-
Notifications
You must be signed in to change notification settings - Fork 19
Parameters
ANN-SoLo can be fully configured. Parameters can be specified as command-line arguments or in a configuration file. If an argument is specified in more than one place, then command-line values override configuration file values which override the default values.
The configuration file syntax consists of key = value
pairs.
There are three required, positional command-line arguments which cannot be listed in the configuration file (see below).
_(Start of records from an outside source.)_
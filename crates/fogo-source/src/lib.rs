//! fogo-source
//!
//! Snapshot-source boundary: the versioned repository holding one full fire
//! listing per commit.
//!
//! This crate defines **only** the source contract, its error type, and two
//! adapters: an in-memory source for tests/demos and a thin `git` subprocess
//! adapter for production use.  No parsing, no DB logic, and no
//! reconciliation semantics belong here.

mod git_cli;
mod memory;
mod source;

pub use git_cli::GitCliSource;
pub use memory::MemorySource;
pub use source::{CommitInfo, SnapshotSource, SourceError};
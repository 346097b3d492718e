//! Snapshot payload parser.
//!
//! # Contract
//! `parse_snapshot` never fails.  Malformed JSON, a missing/false `success`
//! flag, or a non-array `data` field all yield an **empty** fire map, which
//! the engine interprets as "no fires reported" — the same as a snapshot in
//! which every fire disappeared.  Items without an `id`, non-object items,
//! and items whose typed decode fails are dropped silently.

use std::collections::BTreeMap;

use serde_json::Value;

use crate::record::FireRecord;

/// Parse raw snapshot bytes into a map of fire id → record.
///
/// `None` means the snapshot file was absent at that commit.  The returned
/// map is a `BTreeMap` so per-commit iteration order is deterministic.
pub fn parse_snapshot(bytes: Option<&[u8]>) -> BTreeMap<String, FireRecord> {
    let mut fires = BTreeMap::new();

    let Some(bytes) = bytes else {
        return fires;
    };
    let Ok(root) = serde_json::from_slice::<Value>(bytes) else {
        return fires;
    };
    if root.get("success").and_then(Value::as_bool) != Some(true) {
        return fires;
    }
    let Some(items) = root.get("data").and_then(Value::as_array) else {
        return fires;
    };

    for item in items {
        if !item.is_object() || item.get("id").is_none() {
            continue;
        }
        let Ok(mut rec) = serde_json::from_value::<FireRecord>(item.clone()) else {
            continue;
        };
        rec.raw = item.clone();
        fires.insert(rec.id.clone(), rec);
    }

    fires
}

#[cfg(test)]
mod tests {
    use super::*;

    #[test]
    fn well_formed_snapshot_parses_all_items_with_ids() {
        let body = serde_json::json!({
            "success": true,
            "data": [
                {"id": "a", "active": true, "man": 3},
                {"id": "b", "active": false},
                {"noid": true},
                "not-an-object",
            ],
        });
        let fires = parse_snapshot(Some(body.to_string().as_bytes()));
        assert_eq!(fires.len(), 2);
        assert_eq!(fires["a"].man, Some(3));
        assert_eq!(fires["a"].raw["id"], "a");
    }

    #[test]
    fn degenerate_payloads_yield_empty_map() {
        assert!(parse_snapshot(None).is_empty());
        assert!(parse_snapshot(Some(b"not json at all")).is_empty());
        assert!(parse_snapshot(Some(br#"{"success": false, "data": []}"#)).is_empty());
        assert!(parse_snapshot(Some(br#"{"data": []}"#)).is_empty());
        assert!(parse_snapshot(Some(br#"{"success": true, "data": {"id": "a"}}"#)).is_empty());
        assert!(parse_snapshot(Some(br#"[1, 2, 3]"#)).is_empty());
    }
}
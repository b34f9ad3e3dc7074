use std::fmt;

use chrono::{Datelike, NaiveDateTime, Timelike, Weekday};

// ---------------------------------------------------------------------------
// Column names shared by every file format
// ---------------------------------------------------------------------------

pub mod columns {
    pub const START_TIME: &str = "Start Time";
    pub const END_TIME: &str = "End Time";
    pub const TRIP_DURATION: &str = "Trip Duration";
    pub const START_STATION: &str = "Start Station";
    pub const END_STATION: &str = "End Station";
    pub const USER_TYPE: &str = "User Type";
    pub const GENDER: &str = "Gender";
    pub const BIRTH_YEAR: &str = "Birth Year";
}

// ---------------------------------------------------------------------------
// Fixed lookup tables: cities, months, days
// ---------------------------------------------------------------------------

/// A closed set of values the user picks by typing its lowercase name.
pub trait Named: Copy + PartialEq + 'static {
    /// Every accepted value, in display order.
    const ALL: &'static [Self];

    /// Lowercase name the user types.
    fn name(self) -> &'static str;

    /// Case-insensitive lookup; surrounding whitespace is ignored.
    fn parse(input: &str) -> Option<Self> {
        let wanted = input.trim().to_lowercase();
        Self::ALL.iter().copied().find(|v| v.name() == wanted)
    }
}

/// Cities with a bikeshare data file.
#[derive(Debug, Clone, Copy, PartialEq, Eq)]
pub enum City {
    Chicago,
    NewYorkCity,
    Washington,
}

impl City {
    /// File name without extension, looked up in the data directory.
    pub fn file_stem(self) -> &'static str {
        match self {
            City::Chicago => "chicago",
            City::NewYorkCity => "new_york_city",
            City::Washington => "washington",
        }
    }
}

impl Named for City {
    const ALL: &'static [Self] = &[City::Chicago, City::NewYorkCity, City::Washington];

    fn name(self) -> &'static str {
        match self {
            City::Chicago => "chicago",
            City::NewYorkCity => "new york city",
            City::Washington => "washington",
        }
    }
}

/// Months covered by the data set (January to June).
#[derive(Debug, Clone, Copy, PartialEq, Eq, PartialOrd, Ord)]
pub enum Month {
    January = 1,
    February,
    March,
    April,
    May,
    June,
}

impl Month {
    /// 1-based calendar number.
    pub fn number(self) -> u32 {
        self as u32
    }
}

impl Named for Month {
    const ALL: &'static [Self] = &[
        Month::January,
        Month::February,
        Month::March,
        Month::April,
        Month::May,
        Month::June,
    ];

    fn name(self) -> &'static str {
        match self {
            Month::January => "january",
            Month::February => "february",
            Month::March => "march",
            Month::April => "april",
            Month::May => "may",
            Month::June => "june",
        }
    }
}

/// Display name of a calendar month number, e.g. `3` → `March`.
pub fn month_title(number: u32) -> String {
    u8::try_from(number)
        .ok()
        .and_then(|n| chrono::Month::try_from(n).ok())
        .map(|m| m.name().to_string())
        .unwrap_or_else(|| format!("Month {number}"))
}

/// Day of week. Ordered Monday first.
#[derive(Debug, Clone, Copy, PartialEq, Eq, PartialOrd, Ord, Hash)]
pub enum Day {
    Monday,
    Tuesday,
    Wednesday,
    Thursday,
    Friday,
    Saturday,
    Sunday,
}

impl Day {
    /// Capitalised form used in reports.
    pub fn title(self) -> &'static str {
        match self {
            Day::Monday => "Monday",
            Day::Tuesday => "Tuesday",
            Day::Wednesday => "Wednesday",
            Day::Thursday => "Thursday",
            Day::Friday => "Friday",
            Day::Saturday => "Saturday",
            Day::Sunday => "Sunday",
        }
    }
}

impl Named for Day {
    const ALL: &'static [Self] = &[
        Day::Monday,
        Day::Tuesday,
        Day::Wednesday,
        Day::Thursday,
        Day::Friday,
        Day::Saturday,
        Day::Sunday,
    ];

    fn name(self) -> &'static str {
        match self {
            Day::Monday => "monday",
            Day::Tuesday => "tuesday",
            Day::Wednesday => "wednesday",
            Day::Thursday => "thursday",
            Day::Friday => "friday",
            Day::Saturday => "saturday",
            Day::Sunday => "sunday",
        }
    }
}

impl From<Weekday> for Day {
    fn from(w: Weekday) -> Self {
        match w {
            Weekday::Mon => Day::Monday,
            Weekday::Tue => Day::Tuesday,
            Weekday::Wed => Day::Wednesday,
            Weekday::Thu => Day::Thursday,
            Weekday::Fri => Day::Friday,
            Weekday::Sat => Day::Saturday,
            Weekday::Sun => Day::Sunday,
        }
    }
}

impl fmt::Display for Day {
    fn fmt(&self, f: &mut fmt::Formatter<'_>) -> fmt::Result {
        f.write_str(self.name())
    }
}

// ---------------------------------------------------------------------------
// Filter selection
// ---------------------------------------------------------------------------

/// Either every value or exactly one.
#[derive(Debug, Clone, Copy, PartialEq, Eq)]
pub enum Choice<T> {
    All,
    Only(T),
}

impl<T: Named> Choice<T> {
    /// Accepts `all` or any name of `T`.
    pub fn parse(input: &str) -> Option<Self> {
        if input.trim().eq_ignore_ascii_case("all") {
            return Some(Choice::All);
        }
        T::parse(input).map(Choice::Only)
    }

    /// Whether `value` passes this choice.
    pub fn admits(&self, value: T) -> bool {
        match self {
            Choice::All => true,
            Choice::Only(wanted) => *wanted == value,
        }
    }
}

/// What the user asked to analyse.
#[derive(Debug, Clone, Copy, PartialEq, Eq)]
pub struct FilterSelection {
    pub city: City,
    pub month: Choice<Month>,
    pub day: Choice<Day>,
}

// ---------------------------------------------------------------------------
// Trip – one row of a city file
// ---------------------------------------------------------------------------

/// A single bikeshare ride.
#[derive(Debug, Clone, PartialEq)]
pub struct Trip {
    /// 0-based position in the source file.
    pub row: usize,
    pub start_time: NaiveDateTime,
    pub end_time: Option<NaiveDateTime>,
    /// Seconds.
    pub duration: f64,
    pub start_station: String,
    pub end_station: String,
    pub user_type: Option<String>,
    pub gender: Option<String>,
    pub birth_year: Option<f64>,
}

impl Trip {
    /// Calendar month (1–12) the ride started in.
    pub fn month(&self) -> u32 {
        self.start_time.month()
    }

    pub fn day(&self) -> Day {
        self.start_time.weekday().into()
    }

    pub fn hour(&self) -> u32 {
        self.start_time.hour()
    }
}

// ---------------------------------------------------------------------------
// TripTable – a loaded (and possibly filtered) city file
// ---------------------------------------------------------------------------

/// Which optional columns the source file carried.
#[derive(Debug, Clone, Copy, Default, PartialEq, Eq)]
pub struct OptionalColumns {
    pub end_time: bool,
    pub user_type: bool,
    pub gender: bool,
    pub birth_year: bool,
}

/// Rows of one city file in file order.
#[derive(Debug, Clone, Default, PartialEq)]
pub struct TripTable {
    pub trips: Vec<Trip>,
    pub columns: OptionalColumns,
}

impl TripTable {
    pub fn new(trips: Vec<Trip>, columns: OptionalColumns) -> Self {
        TripTable { trips, columns }
    }

    /// Number of trips.
    pub fn len(&self) -> usize {
        self.trips.len()
    }

    /// Whether the table is empty.
    pub fn is_empty(&self) -> bool {
        self.trips.is_empty()
    }

    /// Up to `size` rows starting at `start`; empty past the end.
    pub fn slice(&self, start: usize, size: usize) -> &[Trip] {
        let start = start.min(self.trips.len());
        let end = start.saturating_add(size).min(self.trips.len());
        &self.trips[start..end]
    }
}

#[cfg(test)]
mod tests {
    use super::*;

    #[test]
    fn parses_names_case_insensitively() {
        assert_eq!(City::parse("New York City"), Some(City::NewYorkCity));
        assert_eq!(City::parse("  CHICAGO \n"), Some(City::Chicago));
        assert_eq!(City::parse("chcago"), None);
        assert_eq!(Month::parse("June"), Some(Month::June));
        assert_eq!(Month::parse("july"), None);
        assert_eq!(Day::parse("sunday"), Some(Day::Sunday));
    }

    #[test]
    fn choice_accepts_all() {
        assert_eq!(Choice::<Month>::parse("ALL"), Some(Choice::All));
        assert_eq!(Choice::<Day>::parse("friday"), Some(Choice::Only(Day::Friday)));
        assert_eq!(Choice::<Day>::parse("someday"), None);
        assert!(Choice::All.admits(Month::May));
        assert!(!Choice::Only(Month::April).admits(Month::May));
    }

    #[test]
    fn month_numbers_are_one_based() {
        let numbers: Vec<u32> = Month::ALL.iter().map(|m| m.number()).collect();
        assert_eq!(numbers, vec![1, 2, 3, 4, 5, 6]);
        assert_eq!(month_title(2), "February");
        assert_eq!(month_title(13), "Month 13");
    }

    #[test]
    fn derives_time_fields_from_start() {
        let start = NaiveDateTime::parse_from_str("2017-06-23 15:09:32", "%Y-%m-%d %H:%M:%S")
            .unwrap();
        let trip = Trip {
            row: 0,
            start_time: start,
            end_time: None,
            duration: 321.0,
            start_station: "A".into(),
            end_station: "B".into(),
            user_type: None,
            gender: None,
            birth_year: None,
        };
        assert_eq!(trip.month(), 6);
        assert_eq!(trip.day(), Day::Friday);
        assert_eq!(trip.hour(), 15);
    }

    #[test]
    fn slice_clamps_to_table() {
        let table = TripTable::default();
        assert!(table.slice(0, 5).is_empty());
        assert!(table.slice(10, 5).is_empty());
    }
}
All other parameters can be specified using either the appropriate command-line flag or in the configuration file.
The input and output files need to be specified in the following order:
spectral_library_filename query_filename out_filename
-
spectral_library_filename
: The path of spectral library file (in .splib format) to be used to identify the experimental spectra. -
query_filename
: The path of the spectral file (in .mgf format) to be searched. -
out_filename
: The path of the mzTab output file containing the search result. The ".mztab" extension will be added if that is not the case yet.
-
h
/--help
: Show the help message with command-line argument information and exit. -
-c
/--config
: The path of the configuration file.
ANN-SoLo uses a two-stage cascade search. During the first stage of the cascade search unmodified spectra are identified using a small precursor mass window. Specify this precursor mass window (typically in the ppm range) using the following parameters:
-
--precursor_tolerance_mass PRECURSOR_TOLERANCE_MASS
: The precursor tolerance mass for the first stage of the cascade search. -
--precursor_tolerance_mode {Da,ppm}
: The precursor tolerance mode for the first stage of the cascade search. Can be either "Da" or "ppm".
During the second stage of the cascade search modified spectra are identified using a wide precursor mass window. Specify this precursor mass window (typically in the 100s of Dalton range) using the following parameters:
-
--precursor_tolerance_mass_open PRECURSOR_TOLERANCE_MASS_OPEN
: The precursor tolerance mass for the second stage of the cascade search. -
--precursor_tolerance_mode_open {Da,ppm}
: The precursor tolerance mode for the second stage of the cascade search. Can be either "Da" or "ppm".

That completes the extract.